// src/merkle/mod.rs
//! Payout Merkle tree
//!
//! This module integrates the components of the payout tree:
//! - Hash functions and hash values
//! - ABI-style leaf encoding
//! - Tree nodes and bottom-up construction
//! - Inclusion proofs
//! - Canonical JSON form

mod hash;
mod json;
mod leaf;
mod node;
mod proof;
mod tree;

pub use hash::{HashFunction, Identity, Keccak256, MerkleHash, MerkleHasher, Sha256, NIL_HASH};
pub use leaf::{Balance, PayoutLeafData, WalletAddress, LEAF_ENCODING_LEN};
pub use node::{InternalNode, LeafNode, MerkleNode};
pub use proof::{PathSegment, Proof};
pub use tree::MerkleTree;
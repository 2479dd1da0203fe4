// src/bin/payout_tree.rs
//! Command-line access to payout Merkle trees.
//!
//! Snapshots are JSON arrays of `{ "address": "0x..", "balance": ".." }`.

use std::fs;
use std::path::{Path, PathBuf};
use std::process;

use anyhow::{bail, Context, Result};
use clap::{Parser, Subcommand};
use log::{info, LevelFilter};
use serde_json::json;

use payout_merkle::{
    HashFunction, MerkleTree, PayoutLeafData, Proof, TreeConfig, WalletAddress,
};

/// Build payout snapshot trees and inclusion proofs
#[derive(Parser)]
#[command(name = "payout-tree")]
#[command(author, version, about, long_about = None)]
struct Cli {
    /// Hash function (IDENTITY, KECCAK_256, SHA_256); overrides PAYOUT_TREE_HASH_FN
    #[arg(long, global = true)]
    hash_fn: Option<HashFunction>,

    /// Enable verbose logging
    #[arg(short, long, global = true)]
    verbose: bool,

    #[command(subcommand)]
    command: Commands,
}

#[derive(Subcommand)]
enum Commands {
    /// Print the root hash of a snapshot
    Root {
        /// Snapshot file
        #[arg(short, long)]
        input: PathBuf,
    },

    /// Print the canonical JSON tree of a snapshot
    Tree {
        /// Snapshot file
        #[arg(short, long)]
        input: PathBuf,

        /// Indent the output
        #[arg(long)]
        pretty: bool,
    },

    /// Print the inclusion proof of one entitlement
    Proof {
        /// Snapshot file
        #[arg(short, long)]
        input: PathBuf,

        /// Leaf index
        #[arg(long, conflicts_with = "address", required_unless_present = "address")]
        index: Option<usize>,

        /// Wallet address
        #[arg(long)]
        address: Option<WalletAddress>,
    },

    /// Check a proof against a serialized tree
    Verify {
        /// Serialized tree file
        #[arg(long)]
        tree: PathBuf,

        /// Proof file
        #[arg(long)]
        proof: PathBuf,

        /// Claimed wallet address
        #[arg(long)]
        address: String,

        /// Claimed balance
        #[arg(long)]
        balance: String,
    },
}

fn main() {
    let cli = Cli::parse();

    let default_level = if cli.verbose {
        LevelFilter::Debug
    } else {
        LevelFilter::Warn
    };
    env_logger::Builder::new()
        .filter_level(default_level)
        .parse_default_env()
        .init();

    match run(cli) {
        Ok(true) => {}
        Ok(false) => process::exit(1),
        Err(e) => {
            eprintln!("Error: {:#}", e);
            process::exit(2);
        }
    }
}

fn run(cli: Cli) -> Result<bool> {
    let mut config = TreeConfig::from_env().context("invalid environment configuration")?;
    if let Some(hash_fn) = cli.hash_fn {
        config.hash_fn = hash_fn;
    }

    match cli.command {
        Commands::Root { input } => {
            let tree = load_snapshot_tree(&input, &config)?;
            let summary = json!({
                "root": tree.root_hash(),
                "depth": tree.depth(),
                "leaf_count": tree.leaf_count(),
                "hash_fn": tree.hash_fn(),
            });
            println!("{}", serde_json::to_string_pretty(&summary)?);
        }
        Commands::Tree { input, pretty } => {
            let tree = load_snapshot_tree(&input, &config)?;
            let json = if pretty {
                tree.to_json_pretty()?
            } else {
                tree.to_json()?
            };
            println!("{}", json);
        }
        Commands::Proof { input, index, address } => {
            let tree = load_snapshot_tree(&input, &config)?;
            let index = match (index, address) {
                (Some(index), _) => index,
                (None, Some(address)) => {
                    tree.leaf_by_address(&address)
                        .with_context(|| format!("no entitlement for {}", address))?
                        .0
                }
                (None, None) => bail!("either --index or --address is required"),
            };
            let proof = tree.prove_inclusion(index)?;
            let data = tree
                .leaf(index)
                .copied()
                .with_context(|| format!("no entitlement at index {}", index))?;

            let output = json!({
                "root": tree.root_hash(),
                "hash_fn": tree.hash_fn(),
                "index": index,
                "data": data,
                "proof": proof,
            });
            println!("{}", serde_json::to_string_pretty(&output)?);
        }
        Commands::Verify {
            tree,
            proof,
            address,
            balance,
        } => {
            let tree_json = read_file(&tree)?;
            let tree = MerkleTree::from_json(&tree_json)
                .with_context(|| format!("invalid tree in {}", tree.display()))?;
            let proof: Proof = serde_json::from_str(&read_file(&proof)?)
                .with_context(|| format!("invalid proof in {}", proof.display()))?;
            let claimed = PayoutLeafData::parse(&address, &balance)?;

            let valid = tree.verify_proof(&claimed, &proof);
            info!("Proof for {} against root {}: {}", claimed.address, tree.root_hash(), valid);
            println!("{}", if valid { "valid" } else { "invalid" });
            return Ok(valid);
        }
    }

    Ok(true)
}

fn read_file(path: &Path) -> Result<String> {
    fs::read_to_string(path).with_context(|| format!("failed to read {}", path.display()))
}

fn load_snapshot_tree(path: &Path, config: &TreeConfig) -> Result<MerkleTree> {
    let leaves: Vec<PayoutLeafData> = serde_json::from_str(&read_file(path)?)
        .with_context(|| format!("invalid snapshot in {}", path.display()))?;
    info!("Loaded {} entitlements from {}", leaves.len(), path.display());

    MerkleTree::with_config(leaves, config)
        .with_context(|| format!("failed to build tree for {}", path.display()))
}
*****
(EXERCISE OBJECTIVE) One number and nothing else is the answer: how many lines of the material include "display".

(REPLY) 6